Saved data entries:

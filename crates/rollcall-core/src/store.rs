//! Enrollment and matching store.
//!
//! `GalleryStore` owns the in-memory gallery and its snapshot file. It is
//! opened once at startup and every successful enrollment is flushed to
//! disk before returning. A failed flush rolls the append back, so memory
//! and disk hold the same gallery at all times.

use crate::gallery::{self, GalleryError};
use crate::types::{Embedding, EnrolledFace, EuclideanMatcher, MatchOutcome, Matcher};
use std::path::{Path, PathBuf};
use thiserror::Error;

#[derive(Error, Debug)]
pub enum StoreError {
    #[error("identity '{0}' is already enrolled")]
    DuplicateIdentity(String),
    #[error("no embedding provided")]
    NoEmbeddingProvided,
    #[error("no face detected")]
    NoFaceDetected,
    #[error("embedding contains NaN or infinite values")]
    NonFiniteEmbedding,
    #[error("embedding has {actual} values, gallery expects {expected}")]
    DimensionMismatch { expected: usize, actual: usize },
    #[error("storage write failed: {0}")]
    StorageWriteFailure(#[source] GalleryError),
}

pub struct GalleryStore {
    path: PathBuf,
    faces: Vec<EnrolledFace>,
}

impl GalleryStore {
    /// Open the store backed by the snapshot at `path`.
    ///
    /// Never fails: a missing snapshot starts an empty gallery, and an
    /// unreadable or corrupt one is logged and also starts empty.
    pub fn open(path: impl Into<PathBuf>) -> Self {
        let path = path.into();
        let faces = match gallery::load(&path) {
            Ok(faces) => {
                tracing::info!(path = %path.display(), count = faces.len(), "loaded face gallery");
                faces
            }
            Err(GalleryError::Read { source, .. })
                if source.kind() == std::io::ErrorKind::NotFound =>
            {
                tracing::info!(path = %path.display(), "no gallery snapshot yet; starting empty");
                Vec::new()
            }
            Err(err) => {
                tracing::warn!(error = %err, "gallery snapshot unusable; starting empty");
                Vec::new()
            }
        };
        Self { path, faces }
    }

    pub fn path(&self) -> &Path {
        &self.path
    }

    pub fn len(&self) -> usize {
        self.faces.len()
    }

    pub fn is_empty(&self) -> bool {
        self.faces.is_empty()
    }

    pub fn faces(&self) -> &[EnrolledFace] {
        &self.faces
    }

    /// Embedding length shared by every entry, if any are enrolled.
    pub fn dimension(&self) -> Option<usize> {
        self.faces.first().map(|f| f.embedding.len())
    }

    pub fn contains(&self, identity: &str) -> bool {
        self.faces.iter().any(|f| f.identity == identity)
    }

    /// Append a face and persist the gallery.
    pub fn enroll(
        &mut self,
        identity: &str,
        display_name: &str,
        embedding: Embedding,
    ) -> Result<(), StoreError> {
        if embedding.is_empty() {
            return Err(StoreError::NoEmbeddingProvided);
        }
        if !embedding.is_finite() {
            return Err(StoreError::NonFiniteEmbedding);
        }
        if self.contains(identity) {
            return Err(StoreError::DuplicateIdentity(identity.to_string()));
        }
        self.check_dimension(&embedding)?;

        self.faces.push(EnrolledFace {
            identity: identity.to_string(),
            display_name: display_name.to_string(),
            embedding,
        });

        if let Err(err) = gallery::save(&self.path, &self.faces) {
            self.faces.pop();
            tracing::error!(error = %err, identity, "gallery flush failed; enrollment rolled back");
            return Err(StoreError::StorageWriteFailure(err));
        }

        tracing::info!(identity, display_name, total = self.faces.len(), "face enrolled");
        Ok(())
    }

    /// Enroll the first face found in an image.
    pub fn enroll_first(
        &mut self,
        identity: &str,
        display_name: &str,
        faces: &[Embedding],
    ) -> Result<(), StoreError> {
        let first = faces.first().ok_or(StoreError::NoFaceDetected)?;
        self.enroll(identity, display_name, first.clone())
    }

    /// Match one candidate embedding against the gallery.
    pub fn identify(&self, candidate: &Embedding, tolerance: f32) -> Result<MatchOutcome, StoreError> {
        if self.faces.is_empty() {
            return Ok(MatchOutcome::NoGalleryEntries);
        }
        self.check_dimension(candidate)?;
        Ok(EuclideanMatcher.compare(candidate, &self.faces, tolerance))
    }

    /// Match every face found in an image, in order; the first positive
    /// match wins.
    pub fn identify_any(
        &self,
        faces: &[Embedding],
        tolerance: f32,
    ) -> Result<MatchOutcome, StoreError> {
        if faces.is_empty() {
            return Ok(MatchOutcome::NoFaceDetected);
        }
        for face in faces {
            match self.identify(face, tolerance)? {
                MatchOutcome::NoMatch => continue,
                outcome => return Ok(outcome),
            }
        }
        Ok(MatchOutcome::NoMatch)
    }

    /// Write the current gallery to its snapshot file.
    pub fn flush(&self) -> Result<(), StoreError> {
        gallery::save(&self.path, &self.faces).map_err(StoreError::StorageWriteFailure)
    }

    /// Flush and release the store.
    pub fn close(self) -> Result<(), StoreError> {
        self.flush()?;
        tracing::info!(path = %self.path.display(), "gallery closed");
        Ok(())
    }

    fn check_dimension(&self, embedding: &Embedding) -> Result<(), StoreError> {
        match self.dimension() {
            Some(expected) if expected != embedding.len() => Err(StoreError::DimensionMismatch {
                expected,
                actual: embedding.len(),
            }),
            _ => Ok(()),
        }
    }
}

#[cfg(test)]
mod tests {
    use super::*;
    use tempfile::TempDir;

    fn emb(values: &[f32]) -> Embedding {
        Embedding::new(values.to_vec())
    }

    fn open_temp() -> (TempDir, GalleryStore) {
        let dir = TempDir::new().unwrap();
        let store = GalleryStore::open(dir.path().join("faces.json"));
        (dir, store)
    }

    #[test]
    fn test_open_missing_snapshot_is_empty() {
        let (_dir, store) = open_temp();
        assert!(store.is_empty());
        assert_eq!(store.dimension(), None);
    }

    #[test]
    fn test_open_corrupt_snapshot_is_empty() {
        let dir = TempDir::new().unwrap();
        let path = dir.path().join("faces.json");
        std::fs::write(&path, b"{ truncated").unwrap();
        let store = GalleryStore::open(&path);
        assert!(store.is_empty());
    }

    #[test]
    fn test_enroll_persists_and_reopens() {
        let dir = TempDir::new().unwrap();
        let path = dir.path().join("faces.json");
        {
            let mut store = GalleryStore::open(&path);
            store.enroll("S1", "Alice", emb(&[1.0, 0.0, 0.0])).unwrap();
            store.enroll("S2", "Bob", emb(&[0.0, 1.0, 0.0])).unwrap();
            store.close().unwrap();
        }
        let store = GalleryStore::open(&path);
        assert_eq!(store.len(), 2);
        assert_eq!(store.faces()[0].identity, "S1");
        assert_eq!(store.faces()[1].display_name, "Bob");
    }

    #[test]
    fn test_enroll_duplicate_identity() {
        let (_dir, mut store) = open_temp();
        store.enroll("S1", "Alice", emb(&[1.0, 0.0])).unwrap();
        let err = store.enroll("S1", "Alice Again", emb(&[0.0, 1.0])).unwrap_err();
        assert!(matches!(err, StoreError::DuplicateIdentity(ref id) if id == "S1"));
        assert_eq!(store.len(), 1);
        assert_eq!(store.faces()[0].display_name, "Alice");
    }

    #[test]
    fn test_enroll_empty_embedding() {
        let (_dir, mut store) = open_temp();
        let err = store.enroll("S1", "Alice", emb(&[])).unwrap_err();
        assert!(matches!(err, StoreError::NoEmbeddingProvided));
        assert!(store.is_empty());
    }

    #[test]
    fn test_enroll_rejects_non_finite_and_keeps_gallery() {
        let dir = TempDir::new().unwrap();
        let path = dir.path().join("faces.json");
        let mut store = GalleryStore::open(&path);
        store.enroll("S1", "Alice", emb(&[1.0, 0.0])).unwrap();

        for bad in [f32::NAN, f32::INFINITY] {
            let err = store.enroll("S2", "Bob", emb(&[bad, 0.0])).unwrap_err();
            assert!(matches!(err, StoreError::NonFiniteEmbedding));
        }
        assert_eq!(store.len(), 1);

        store.enroll("S3", "Carol", emb(&[0.0, 1.0])).unwrap();
        let reopened = GalleryStore::open(&path);
        assert_eq!(reopened.len(), 2);
        assert!(reopened.contains("S1"));
        assert!(reopened.contains("S3"));
    }

    #[test]
    fn test_enroll_dimension_mismatch() {
        let (_dir, mut store) = open_temp();
        store.enroll("S1", "Alice", emb(&[1.0, 0.0, 0.0])).unwrap();
        let err = store.enroll("S2", "Bob", emb(&[1.0, 0.0])).unwrap_err();
        assert!(matches!(
            err,
            StoreError::DimensionMismatch {
                expected: 3,
                actual: 2
            }
        ));
        assert_eq!(store.len(), 1);
    }

    #[test]
    fn test_enroll_first_without_faces() {
        let (_dir, mut store) = open_temp();
        let err = store.enroll_first("S1", "Alice", &[]).unwrap_err();
        assert!(matches!(err, StoreError::NoFaceDetected));
    }

    #[test]
    fn test_enroll_first_uses_first_face() {
        let (_dir, mut store) = open_temp();
        store
            .enroll_first("S1", "Alice", &[emb(&[1.0, 0.0]), emb(&[0.0, 1.0])])
            .unwrap();
        assert_eq!(store.faces()[0].embedding.values, vec![1.0, 0.0]);
    }

    #[test]
    fn test_write_failure_rolls_back() {
        let dir = TempDir::new().unwrap();
        // A directory at the snapshot path makes the final rename fail.
        let path = dir.path().join("faces.json");
        std::fs::create_dir(&path).unwrap();
        std::fs::write(path.join("occupied"), b"x").unwrap();

        let mut store = GalleryStore::open(&path);
        let err = store.enroll("S1", "Alice", emb(&[1.0])).unwrap_err();
        assert!(matches!(err, StoreError::StorageWriteFailure(_)));
        assert!(store.is_empty());
        assert!(!store.contains("S1"));
    }

    #[test]
    fn test_identify_empty_gallery() {
        let (_dir, store) = open_temp();
        for tolerance in [0.0, 0.6, 100.0] {
            assert_eq!(
                store.identify(&emb(&[0.2, 0.4]), tolerance).unwrap(),
                MatchOutcome::NoGalleryEntries
            );
        }
    }

    #[test]
    fn test_identify_enrolled_embedding_full_confidence() {
        let (_dir, mut store) = open_temp();
        let e = emb(&[0.12, -0.5, 0.33, 0.8]);
        store.enroll("S7", "Grace", e.clone()).unwrap();
        for tolerance in [0.0, 0.6, 2.0] {
            assert_eq!(
                store.identify(&e, tolerance).unwrap(),
                MatchOutcome::Matched {
                    identity: "S7".into(),
                    display_name: "Grace".into(),
                    confidence: 100.0,
                }
            );
        }
    }

    #[test]
    fn test_identify_confidence_clamped_for_wide_tolerance() {
        let (_dir, mut store) = open_temp();
        store.enroll("S1", "Alice", emb(&[0.0, 0.0])).unwrap();
        match store.identify(&emb(&[3.0, 4.0]), 10.0).unwrap() {
            MatchOutcome::Matched { confidence, .. } => assert_eq!(confidence, 0.0),
            other => panic!("expected match, got {other:?}"),
        }
    }

    #[test]
    fn test_identify_dimension_mismatch() {
        let (_dir, mut store) = open_temp();
        store.enroll("S1", "Alice", emb(&[1.0, 0.0, 0.0])).unwrap();
        assert!(matches!(
            store.identify(&emb(&[1.0, 0.0]), 0.6),
            Err(StoreError::DimensionMismatch { .. })
        ));
    }

    #[test]
    fn test_identify_any_no_faces() {
        let (_dir, mut store) = open_temp();
        store.enroll("S1", "Alice", emb(&[1.0, 0.0, 0.0])).unwrap();
        assert_eq!(store.identify_any(&[], 0.6).unwrap(), MatchOutcome::NoFaceDetected);
    }

    #[test]
    fn test_identify_any_first_match_wins() {
        let (_dir, mut store) = open_temp();
        store.enroll("S1", "Alice", emb(&[1.0, 0.0, 0.0])).unwrap();
        store.enroll("S2", "Bob", emb(&[0.0, 0.0, 1.0])).unwrap();

        let faces = [emb(&[0.0, 1.0, 0.0]), emb(&[0.0, 0.0, 1.0]), emb(&[1.0, 0.0, 0.0])];
        match store.identify_any(&faces, 0.6).unwrap() {
            MatchOutcome::Matched { identity, .. } => assert_eq!(identity, "S2"),
            other => panic!("expected match, got {other:?}"),
        }
    }

    #[test]
    fn test_identify_any_none_match() {
        let (_dir, mut store) = open_temp();
        store.enroll("S1", "Alice", emb(&[1.0, 0.0, 0.0])).unwrap();
        let faces = [emb(&[0.0, 1.0, 0.0]), emb(&[0.0, 0.0, 1.0])];
        assert_eq!(store.identify_any(&faces, 0.6).unwrap(), MatchOutcome::NoMatch);
    }
}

Task: Lines with "memory": state how many there are in the records, and nothing more.

Response: 2